Global Islamism Monitor No. 110

Related Categories: Democracy and Governance; Islamic Extremism; Terrorism; Gaza; Israel; Middle East

THE LIMITS OF ISRAELI-SAUDI RAPPROCHEMENT
Is a political thaw between Jerusalem and Riyadh truly possible? Before the terror attack of October 7th, the Kingdom of Saudi Arabia was widely hailed by many – including many in Israel – as the next likely entrant into the "Abraham Accords," where it would join Bahrain, the UAE and Morocco in a normalization of relations with the Jewish state. Indeed, earlier in 2023, Israeli Prime Minister Benjamin Netanyahu himself had waxed optimistic that normalization with Saudi Arabia was simply a matter of time. And even now, amid Israel's ongoing war against Hamas in the Gaza Strip, many there believe that the budding reconciliation between Jerusalem and Riyadh could be easily and quickly revived. A new policy paper, however, has suggested that doing so could end up being a decidedly uphill climb.
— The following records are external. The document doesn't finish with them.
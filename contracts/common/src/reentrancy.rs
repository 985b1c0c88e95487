use soroban_sdk::{symbol_short, Env, Symbol};

// ── Storage Keys ─────────────────────────────────────────────────────────────

const LOCKED: Symbol = symbol_short!("LOCKED");

// ── Guard ────────────────────────────────────────────────────────────────────

/// Scoped reentrancy lock held for the duration of one contract operation.
///
/// The flag lives in the calling contract's instance storage, so it is
/// per contract instance. Acquire it with [`ReentrancyGuard::enter`] at the
/// top of an entry point and keep the returned value alive until the
/// operation is finished; the flag is cleared when the guard is dropped,
/// including on early `?` returns.
pub struct ReentrancyGuard {
    env: Env,
}

impl ReentrancyGuard {
    /// Takes the lock.
    ///
    /// Returns `None` if another operation on this contract instance already
    /// holds it.
    pub fn enter(env: &Env) -> Option<Self> {
        if is_locked(env) {
            return None;
        }
        env.storage().instance().set(&LOCKED, &true);
        Some(Self { env: env.clone() })
    }
}

impl Drop for ReentrancyGuard {
    fn drop(&mut self) {
        self.env.storage().instance().remove(&LOCKED);
    }
}

/// Returns `true` while some operation holds the lock.
pub fn is_locked(env: &Env) -> bool {
    env.storage().instance().get(&LOCKED).unwrap_or(false)
}
use common::admin_tiers::{self, AdminTier};
use soroban_sdk::{contracttype, symbol_short, Address, Env, Symbol};

use crate::{events, ContractError};

// ── Types ────────────────────────────────────────────────────────────────────

/// What a pause applies to.
#[contracttype]
#[derive(Clone, Debug, Eq, PartialEq)]
pub enum PauseScope {
    /// Every gated operation.
    Global,
    /// A single operation, named by one of the `OP_*` symbols.
    Function(Symbol),
}

pub const OP_STAKE: Symbol = symbol_short!("STAKE");
pub const OP_WITHDRAW: Symbol = symbol_short!("WITHDRAW");
pub const OP_CLAIM: Symbol = symbol_short!("CLAIM");

// ── Storage keys ─────────────────────────────────────────────────────────────

fn global_key() -> Symbol {
    symbol_short!("P_GLOB")
}

fn function_key(op: &Symbol) -> (Symbol, Symbol) {
    (symbol_short!("P_FUNC"), op.clone())
}

// ── Checks ───────────────────────────────────────────────────────────────────

pub fn is_paused(env: &Env, scope: &PauseScope) -> bool {
    match scope {
        PauseScope::Global => env.storage().instance().get(&global_key()).unwrap_or(false),
        PauseScope::Function(op) => env
            .storage()
            .instance()
            .get(&function_key(op))
            .unwrap_or(false),
    }
}

/// Fails with `PoolPaused` if `op` or the whole pool is paused.
pub fn require_not_paused(env: &Env, op: Symbol) -> Result<(), ContractError> {
    if is_paused(env, &PauseScope::Global) || is_paused(env, &PauseScope::Function(op)) {
        return Err(ContractError::PoolPaused);
    }
    Ok(())
}

// ── Switches ─────────────────────────────────────────────────────────────────

/// Engages the breaker for `scope`. Requires at least `OperatorAdmin`.
pub fn pause(env: &Env, caller: &Address, scope: PauseScope) -> Result<(), ContractError> {
    set_paused(env, caller, &scope, true)?;
    events::publish_paused(env, caller.clone(), scope);
    Ok(())
}

/// Releases the breaker for `scope`. Requires at least `OperatorAdmin`.
pub fn resume(env: &Env, caller: &Address, scope: PauseScope) -> Result<(), ContractError> {
    set_paused(env, caller, &scope, false)?;
    events::publish_resumed(env, caller.clone(), scope);
    Ok(())
}

fn set_paused(
    env: &Env,
    caller: &Address,
    scope: &PauseScope,
    paused: bool,
) -> Result<(), ContractError> {
    if !admin_tiers::require_tier(env, caller, &AdminTier::OperatorAdmin) {
        return Err(ContractError::Unauthorized);
    }

    match scope {
        PauseScope::Global => env.storage().instance().set(&global_key(), &paused),
        PauseScope::Function(op) => env.storage().instance().set(&function_key(op), &paused),
    }
    Ok(())
}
"Polls conducted by the Washington Institute for Near East Policy since the Abraham Accords in 2020 found that 40% of Saudis supported economic ties with Israel if they proved beneficial to the local economy," writes researcher Ilan Zalayat in an analysis for the Institute for National Security Studies, Israel's premier think tank. "This figure, although a minority, indicates an exceptional openness to entertain pragmatic relations with Israel." However, Israel's current war against Hamas in the Gaza Strip appears to have fundamentally upended those perceptions. "In Nov.-Dec. 2023, support for any form of relations with Israel dropped to 20%, and 96% of Saudis favored the immediate cessation of ties between the Arab states and Israel in response to its actions in Gaza," Zalayat notes.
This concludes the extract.